--- START ---

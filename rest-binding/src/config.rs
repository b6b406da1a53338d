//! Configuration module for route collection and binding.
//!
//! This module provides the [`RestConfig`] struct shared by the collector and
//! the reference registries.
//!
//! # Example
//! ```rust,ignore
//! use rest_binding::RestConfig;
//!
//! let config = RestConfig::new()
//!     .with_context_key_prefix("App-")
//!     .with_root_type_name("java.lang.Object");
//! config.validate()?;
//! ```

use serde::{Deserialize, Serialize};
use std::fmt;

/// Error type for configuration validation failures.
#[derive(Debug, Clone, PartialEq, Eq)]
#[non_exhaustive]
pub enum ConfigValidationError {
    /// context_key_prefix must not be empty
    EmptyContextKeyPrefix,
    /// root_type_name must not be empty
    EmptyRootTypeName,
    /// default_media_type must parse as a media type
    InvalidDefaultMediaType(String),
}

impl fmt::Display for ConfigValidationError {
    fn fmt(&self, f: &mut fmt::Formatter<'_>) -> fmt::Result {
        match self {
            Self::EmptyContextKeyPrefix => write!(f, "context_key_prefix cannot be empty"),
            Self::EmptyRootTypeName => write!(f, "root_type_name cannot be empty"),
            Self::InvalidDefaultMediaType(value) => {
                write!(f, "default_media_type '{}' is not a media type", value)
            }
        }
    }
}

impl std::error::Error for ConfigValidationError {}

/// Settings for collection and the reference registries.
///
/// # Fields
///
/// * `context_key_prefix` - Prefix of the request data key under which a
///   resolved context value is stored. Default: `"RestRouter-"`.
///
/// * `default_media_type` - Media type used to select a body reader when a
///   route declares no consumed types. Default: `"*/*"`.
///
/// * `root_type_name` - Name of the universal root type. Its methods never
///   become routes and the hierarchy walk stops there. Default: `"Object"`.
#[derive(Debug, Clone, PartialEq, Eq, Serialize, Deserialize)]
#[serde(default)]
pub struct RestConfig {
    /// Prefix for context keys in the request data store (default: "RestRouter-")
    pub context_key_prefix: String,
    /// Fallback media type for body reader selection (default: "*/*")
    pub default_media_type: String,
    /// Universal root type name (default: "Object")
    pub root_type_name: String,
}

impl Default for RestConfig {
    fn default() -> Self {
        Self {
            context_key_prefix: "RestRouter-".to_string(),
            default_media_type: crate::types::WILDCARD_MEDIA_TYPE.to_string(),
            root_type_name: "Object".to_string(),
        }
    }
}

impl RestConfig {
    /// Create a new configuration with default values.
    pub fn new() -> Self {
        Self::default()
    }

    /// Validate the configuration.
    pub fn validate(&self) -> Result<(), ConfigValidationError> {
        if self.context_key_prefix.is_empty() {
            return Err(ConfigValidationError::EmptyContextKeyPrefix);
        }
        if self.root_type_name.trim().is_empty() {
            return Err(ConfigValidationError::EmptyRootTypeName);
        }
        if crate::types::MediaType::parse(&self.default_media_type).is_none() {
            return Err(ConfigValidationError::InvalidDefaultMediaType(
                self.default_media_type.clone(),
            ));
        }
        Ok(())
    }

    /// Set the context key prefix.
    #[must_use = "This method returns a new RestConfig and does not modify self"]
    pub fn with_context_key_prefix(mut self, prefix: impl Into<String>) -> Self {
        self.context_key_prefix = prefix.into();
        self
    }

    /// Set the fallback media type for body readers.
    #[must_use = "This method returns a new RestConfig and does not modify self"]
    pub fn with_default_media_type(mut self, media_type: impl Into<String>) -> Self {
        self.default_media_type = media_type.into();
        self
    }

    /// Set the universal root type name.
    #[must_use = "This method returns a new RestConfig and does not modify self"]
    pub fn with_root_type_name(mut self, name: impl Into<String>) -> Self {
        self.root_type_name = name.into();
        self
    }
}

--- END ---

§ Task objective: Every line of the listing must be written out again exactly.

§ Answer box:
filename rest-binding/src/config.rs
repository b6b406da1a53338d
//! Configuration module for route collection and binding.
//!
//! This module provides the [`RestConfig`] struct shared by the collector and
//! the reference registries.
//!
//! # Example
//! ```rust,ignore
//! use rest_binding::RestConfig;
//!
//! let config = RestConfig::new()
//!     .with_context_key_prefix("App-")
//!     .with_root_type_name("java.lang.Object");
//! config.validate()?;
//! ```

use serde::{Deserialize, Serialize};
use std::fmt;

/// Error type for configuration validation failures.
#[derive(Debug, Clone, PartialEq, Eq)]
#[non_exhaustive]
pub enum ConfigValidationError {
    /// context_key_prefix must not be empty
    EmptyContextKeyPrefix,
    /// root_type_name must not be empty
    EmptyRootTypeName,
    /// default_media_type must parse as a media type
    InvalidDefaultMediaType(String),
}

impl fmt::Display for ConfigValidationError {
    fn fmt(&self, f: &mut fmt::Formatter<'_>) -> fmt::Result {
        match self {
            Self::EmptyContextKeyPrefix => write!(f, "context_key_prefix cannot be empty"),
            Self::EmptyRootTypeName => write!(f, "root_type_name cannot be empty"),
            Self::InvalidDefaultMediaType(value) => {
                write!(f, "default_media_type '{}' is not a media type", value)
            }
        }
    }
}

impl std::error::Error for ConfigValidationError {}

/// Settings for collection and the reference registries.
///
/// # Fields
///
/// * `context_key_prefix` - Prefix of the request data key under which a
///   resolved context value is stored. Default: `"RestRouter-"`.
///
/// * `default_media_type` - Media type used to select a body reader when a
///   route declares no consumed types. Default: `"*/*"`.
///
/// * `root_type_name` - Name of the universal root type. Its methods never
///   become routes and the hierarchy walk stops there. Default: `"Object"`.
#[derive(Debug, Clone, PartialEq, Eq, Serialize, Deserialize)]
#[serde(default)]
pub struct RestConfig {
    /// Prefix for context keys in the request data store (default: "RestRouter-")
    pub context_key_prefix: String,
    /// Fallback media type for body reader selection (default: "*/*")
    pub default_media_type: String,
    /// Universal root type name (default: "Object")
    pub root_type_name: String,
}

impl Default for RestConfig {
    fn default() -> Self {
        Self {
            context_key_prefix: "RestRouter-".to_string(),
            default_media_type: crate::types::WILDCARD_MEDIA_TYPE.to_string(),
            root_type_name: "Object".to_string(),
        }
    }
}

impl RestConfig {
    /// Create a new configuration with default values.
    pub fn new() -> Self {
        Self::default()
    }

    /// Validate the configuration.
    pub fn validate(&self) -> Result<(), ConfigValidationError> {
        if self.context_key_prefix.is_empty() {
            return Err(ConfigValidationError::EmptyContextKeyPrefix);
        }
        if self.root_type_name.trim().is_empty() {
            return Err(ConfigValidationError::EmptyRootTypeName);
        }
        if crate::types::MediaType::parse(&self.default_media_type).is_none() {
            return Err(ConfigValidationError::InvalidDefaultMediaType(
                self.default_media_type.clone(),
            ));
        }
        Ok(())
    }

    /// Set the context key prefix.
    #[must_use = "This method returns a new RestConfig and does not modify self"]
    pub fn with_context_key_prefix(mut self, prefix: impl Into<String>) -> Self {
        self.context_key_prefix = prefix.into();
        self
    }

    /// Set the fallback media type for body readers.
    #[must_use = "This method returns a new RestConfig and does not modify self"]
    pub fn with_default_media_type(mut self, media_type: impl Into<String>) -> Self {
        self.default_media_type = media_type.into();
        self
    }

    /// Set the universal root type name.
    #[must_use = "This method returns a new RestConfig and does not modify self"]
    pub fn with_root_type_name(mut self, name: impl Into<String>) -> Self {
        self.root_type_name = name.into();
        self
    }
}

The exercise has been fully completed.